CH: Allen voran bei den Standardbesuchen. Hier werden der oben schon genannte Gesprächsmitschnitt und die Ableitung von To-Do-Listen zunehmend als Unterstützung eingesetzt. Aber auch bei der Vorqualifizierung von Leads leistet ein automatisiertes Beantworten von E-Mails wertvolle Dienste – zum Beispiel bei der Erfassung der Daten bis hin zum automatisierten Kalendereintrag. Ich denke, es macht Sinn, sich erst einmal im Kleinen auszuprobieren, die Stärken der KI aber auch die Schwächen kennenzulernen. Die Ausweitung in die betrieblichen Prozesse sollte dann mit professioneller Unterstützung angegangen werden.

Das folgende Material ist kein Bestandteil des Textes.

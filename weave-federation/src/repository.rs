//! The federated repository: a named projection set plus the factory that
//! opens source connections. It hands out one executor per operation.

use std::sync::Arc;

use weave_connector::{Command, ConnectionFactory};
use weave_core::{ConfigError, FederationConfig, WeaveResult};

use crate::executor::{ExecutionResult, ExecutorOptions, FederatingExecutor};
use crate::parser::ProjectionParser;
use crate::projection_set::SourceProjectionSet;

#[derive(Clone)]
pub struct FederatedRepository {
    name: String,
    projections: Arc<SourceProjectionSet>,
    factory: Arc<dyn ConnectionFactory>,
    parallel_fan_out: bool,
}

impl std::fmt::Debug for FederatedRepository {
    fn fmt(&self, f: &mut std::fmt::Formatter<'_>) -> std::fmt::Result {
        f.debug_struct("FederatedRepository")
            .field("name", &self.name)
            .field("sources", &self.projections.source_names())
            .field("parallel_fan_out", &self.parallel_fan_out)
            .finish()
    }
}

impl FederatedRepository {
    pub fn new(
        name: impl Into<String>,
        projections: SourceProjectionSet,
        factory: Arc<dyn ConnectionFactory>,
    ) -> Self {
        Self {
            name: name.into(),
            projections: Arc::new(projections),
            factory,
            parallel_fan_out: false,
        }
    }

    /// Build from validated configuration using the default rule parser.
    pub fn from_config(
        config: &FederationConfig,
        factory: Arc<dyn ConnectionFactory>,
    ) -> Result<Self, ConfigError> {
        Self::from_config_with(config, &ProjectionParser::new(), factory)
    }

    pub fn from_config_with(
        config: &FederationConfig,
        parser: &ProjectionParser,
        factory: Arc<dyn ConnectionFactory>,
    ) -> Result<Self, ConfigError> {
        let projections = SourceProjectionSet::from_config_with(config, parser)?;
        tracing::info!(
            name = %config.name,
            sources = projections.len(),
            cached = projections.cache_projection().is_some(),
            "Federated repository configured"
        );
        Ok(Self::new(config.name.clone(), projections, factory)
            .with_parallel_fan_out(config.parallel_fan_out))
    }

    pub fn with_parallel_fan_out(mut self, enabled: bool) -> Self {
        self.parallel_fan_out = enabled;
        self
    }

    pub fn name(&self) -> &str {
        &self.name
    }

    pub fn projections(&self) -> &SourceProjectionSet {
        &self.projections
    }

    pub fn is_parallel(&self) -> bool {
        self.parallel_fan_out
    }

    /// A fresh executor with the repository's default options.
    pub fn executor(&self) -> FederatingExecutor {
        self.executor_with(ExecutorOptions::new().with_parallel_fan_out(self.parallel_fan_out))
    }

    pub fn executor_with(&self, options: ExecutorOptions) -> FederatingExecutor {
        FederatingExecutor::new(
            Arc::clone(&self.projections),
            Arc::clone(&self.factory),
            options,
        )
    }

    /// Run one command as its own operation.
    pub fn execute(&self, command: &Command) -> WeaveResult<ExecutionResult> {
        let mut executor = self.executor();
        let result = executor.execute(command);
        executor.close();
        result
    }
}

Wird KI die persönliche Beratung ersetzen?
CH: Erste Versuche mit der digitalen Antragstrecke bei uns in der Bank haben – schon ohne KI – gezeigt: Die Nachfrage nach einer ‚beratungslosen‘ Antragstrecke hält sich in Grenzen. Für viele Menschen ist die Baufinanzierung eine der größten finanziellen Entscheidungen im Leben, da möchten sie auf Nummer sicher gehen und holen lieber einmal mehr den Experten-Rat ein als sich auf sich selbst – oder gar auf eine KI – zu verlassen. Es sieht aktuell nicht so aus, als ob sich daran in der nächsten Zeit vieles verändern wird.
Beispiele für einen erfolgreichen KI-Einsatz im Baufinanzierungsvertrieb
Leadgewinnung
Viele Anfragen lassen sich durch KI im Einsatz bei Social Media und eine ordentliche Sortierung viel kostengünstiger selbst gewinnen. Zum Beispiel in dem der Link zur Beratung mit dem Ausfüllen des Kontaktformulars kombiniert wird. Die KI übernimmt die Daten, stellt nochmal Rückfragen und plant – wenn alle Angaben passen – einen Termin mit der Interessentin oder dem Interessenten. Dieser wird direkt in den Terminkalender der Beraterin oder des Beraters eingetragen. Das wars. Wichtig ist, dass die Social Media Kampagne cool aufgesetzt ist, die Menschen interessiert sind und dann auch bereit sind, den Beitrag zu liken und zu kommentieren.
E-Mail-Beantwortung
Mit den passenden Tools lässt sich die E-Mail-Beantwortung zum Großteil automatisieren – auch dann übrigens, wenn wegen Rückfragen eigentlich ein zweiter Kontakt erforderlich wäre. Das erledigt eine gute KI gleich mit.
Dokumentenmanagement
Wichtig ist hier – eine reine Erkennung der hochgeladenen Daten reicht nicht aus. KI ist dann erfolgreich, wenn sie die Daten für die Weiterbearbeitung bereitstellt. Das bedeutet: Die Daten müssen tiefergelegt und entsprechend den Vorgaben des Unternehmens validiert werden. Dafür muss die KI trainiert werden – was aktuell nur von größeren Anbietern sichergestellt wird.
Vorsortierung von Kontakten
Nur ein kleiner Teil im Prozess einer Baufinanzierung finden ohne eine Person statt, die berät. Hier gibt es Potenzial. Dokumente können vorsortiert, geprüft und automatisiert freigegeben werden. Bei Konditionsänderungen könnte das Standardgeschäft so schnell „durchgewunken“ und damit Zeitpuffer für die individuellen Fälle generiert werden. Die ersten Beispiele gibt es schon – es bleibt aber abzuwarten, inwieweit sich der persönliche Kontakt dann wirklich ersetzen lässt.